Demo's are available at the cPath project website for protein-protein interactions and pathways.

Pathway Content

The Cancer Cell Map contains selected cancer related signaling pathways which you can browse or search. Biologists can browse and search the Cancer Cell Map pathways. View gene expression data on any pathway. Computational biologists can download all pathways in the standard BioPAX format for global analysis. Software developers can build software on top of the Cancer Cell Map using the web service API or download and install the cPath software to create a local mirror. This work is done in collaboration with the Sander group of the Computational Biology Center at Memorial Sloan-Kettering Cancer Center in New York City. All content is made freely available under a Creative Commons license.

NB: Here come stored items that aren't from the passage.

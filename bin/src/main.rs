//! Inflexion CLI binary.
//!
//! Provides command-line interface for change-point detection on price series.

mod cmd;
mod config;
mod data;

use std::path::PathBuf;
use std::process;

use anyhow::Result;
use clap::{Parser, Subcommand, ValueEnum};
use inflexion::detect::{LAG_RANGE, THRESHOLD_RANGE, WINDOW_RANGE};
use tracing_subscriber::{EnvFilter, layer::SubscriberExt, util::SubscriberInitExt};

#[derive(Parser)]
#[command(name = "inflexion")]
#[command(about = "Change-point detection for intraday price series", long_about = None)]
#[command(version)]
struct Cli {
    #[command(subcommand)]
    command: Commands,
}

/// Output format for detection results.
#[derive(Debug, Clone, Copy, PartialEq, Eq, ValueEnum)]
pub(crate) enum OutputFormat {
    Text,
    Json,
}

#[derive(Subcommand)]
enum Commands {
    /// List available signals
    Signals {
        /// Show detailed information
        #[arg(short, long)]
        verbose: bool,
    },

    /// Show the available and default analysis range of a price file
    Range {
        /// CSV file with Date, Time and Close columns
        file: PathBuf,
    },

    /// Flag change points with the momentum/reversion rule
    Detect {
        /// CSV file with Date, Time and Close columns
        file: PathBuf,

        /// Range start (YYYY-MM-DD HH:MM:SS)
        #[arg(long)]
        start: Option<String>,

        /// Range end (YYYY-MM-DD HH:MM:SS)
        #[arg(long)]
        end: Option<String>,

        /// Momentum lag in samples (1-30)
        #[arg(short, long, value_parser = parse_lag)]
        lag: Option<usize>,

        /// Moving average window in samples (1-30)
        #[arg(short, long, value_parser = parse_window)]
        window: Option<usize>,

        /// Reversion threshold (0-1000)
        #[arg(short, long, value_parser = parse_threshold)]
        threshold: Option<f64>,

        /// Config file (JSON)
        #[arg(short, long)]
        config: Option<PathBuf>,

        /// Output format
        #[arg(long, value_enum, default_value = "text")]
        format: OutputFormat,
    },

    /// Run the external Bayesian estimator on a range
    Estimate {
        /// CSV file with Date, Time and Close columns
        file: PathBuf,

        /// Range start (YYYY-MM-DD HH:MM:SS)
        #[arg(long)]
        start: Option<String>,

        /// Range end (YYYY-MM-DD HH:MM:SS)
        #[arg(long)]
        end: Option<String>,

        /// Estimator preset
        #[arg(short, long, default_value = "trend")]
        preset: String,

        /// Estimator program (overrides the config file)
        #[arg(long)]
        program: Option<String>,

        /// Kill the estimator after this many seconds
        #[arg(long)]
        timeout_secs: Option<u64>,

        /// Write the result to a file instead of stdout
        #[arg(short, long)]
        output: Option<PathBuf>,

        /// Config file (JSON)
        #[arg(short, long)]
        config: Option<PathBuf>,
    },

    /// List estimator presets
    Presets {
        /// Config file (JSON)
        #[arg(short, long)]
        config: Option<PathBuf>,
    },
}

fn parse_lag(s: &str) -> Result<usize, String> {
    let lag: usize = s.parse().map_err(|_| format!("'{}' is not a number", s))?;
    if !LAG_RANGE.contains(&lag) {
        return Err(format!(
            "lag must be between {} and {}",
            LAG_RANGE.start(),
            LAG_RANGE.end()
        ));
    }
    Ok(lag)
}

fn parse_window(s: &str) -> Result<usize, String> {
    let window: usize = s.parse().map_err(|_| format!("'{}' is not a number", s))?;
    if !WINDOW_RANGE.contains(&window) {
        return Err(format!(
            "window must be between {} and {}",
            WINDOW_RANGE.start(),
            WINDOW_RANGE.end()
        ));
    }
    Ok(window)
}

fn parse_threshold(s: &str) -> Result<f64, String> {
    let threshold: f64 = s.parse().map_err(|_| format!("'{}' is not a number", s))?;
    if !THRESHOLD_RANGE.contains(&threshold) {
        return Err(format!(
            "threshold must be between {} and {}",
            THRESHOLD_RANGE.start(),
            THRESHOLD_RANGE.end()
        ));
    }
    Ok(threshold)
}

fn init_tracing() {
    let filter =
        EnvFilter::try_from_default_env().unwrap_or_else(|_| EnvFilter::new("inflexion=info"));
    tracing_subscriber::registry()
        .with(filter)
        .with(tracing_subscriber::fmt::layer().with_writer(std::io::stderr))
        .init();
}

#[tokio::main]
async fn main() {
    init_tracing();

    if let Err(e) = run().await {
        eprintln!("Error: {}", e);
        process::exit(1);
    }
}

async fn run() -> Result<()> {
    let cli = Cli::parse();

    match cli.command {
        Commands::Signals { verbose } => {
            cmd::signals::list_signals(verbose)?;
        }
        Commands::Range { file } => {
            cmd::range::show_range(&file)?;
        }
        Commands::Detect {
            file,
            start,
            end,
            lag,
            window,
            threshold,
            config,
            format,
        } => {
            let overrides = cmd::detect::Overrides {
                lag,
                window,
                threshold,
            };
            cmd::detect::run_detect(
                &file,
                start.as_deref(),
                end.as_deref(),
                overrides,
                config.as_deref(),
                format,
            )?;
        }
        Commands::Estimate {
            file,
            start,
            end,
            preset,
            program,
            timeout_secs,
            output,
            config,
        } => {
            let options = cmd::estimate::EstimateOptions {
                preset,
                program,
                timeout_secs,
                output,
            };
            cmd::estimate::run_estimate(
                &file,
                start.as_deref(),
                end.as_deref(),
                options,
                config.as_deref(),
            )
            .await?;
        }
        Commands::Presets { config } => {
            cmd::estimate::list_presets(config.as_deref())?;
        }
    }

    Ok(())
}
#![doc = include_str!("../README.md")]
#![doc(issue_tracker_base_url = "https://github.com/factordynamics/inflexion/issues/")]
#![cfg_attr(docsrs, feature(doc_cfg, doc_auto_cfg))]
#![warn(missing_docs)]
#![forbid(unsafe_code)]

//! Core types and trait definitions for the Inflexion change-point framework.
//!
//! This crate provides the foundational abstractions shared by the signal,
//! detection and estimator crates: time-indexed series, the signal trait,
//! and the boundary contract toward an external change-point estimator.

/// The version of the inflexion-traits crate.
pub const VERSION: &str = env!("CARGO_PKG_VERSION");

// Module declarations
pub mod error;
pub mod estimator;
pub mod signal;
pub mod types;

// Re-exports
pub use error::{InflexionError, Result};
pub use estimator::{
    ChangePointEstimator, Distribution, EstimationRequest, EstimationResult, EstimatorParams,
};
pub use signal::Signal;
pub use types::{ChangePointMask, Observation, SignalSeries, TimeIndexed, TimeSeries, Timestamp};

Pathway Commons will be a convenient point of access to biological pathway information collected from public pathway databases, which you can browse or search. Pathways include biochemical reactions, complex assembly, transport and catalysis events, and physical interactions involving proteins, DNA, RNA, small molecules and complexes. This work is done in collaboration with the Sander group of the Computational Biology Center at Memorial Sloan-Kettering Cancer Center in New York City.

Pathway Data Exchange Standards

BioPAX (Biological Pathway Exchange) is a collaborative effort to create an OWL XML data exchange format for biological pathway data. BioPAX covers metabolic pathways, molecular interactions and protein post-translational modifications. Future versions will expand support for signaling pathways, gene regulatory networks and genetic interactions. PSI-MI (The Proteomics Standards Initiative Molecular Interactions) XML Schema format allows exchange of molecular interaction data, focusing on protein-protein interactions. Both of these projects are large international collaborative efforts involving many different academic and commercial groups. The formats are open under the LGPL license and documentation is open under the Creative Commons license.

 

The open source Cytoscape software displaying a protein interaction network from baker's yeast (Saccharomyces cerevisiae). Yeast is an important model organism that has been used to study many aspects of cell function which are also relevant to human cells and disease.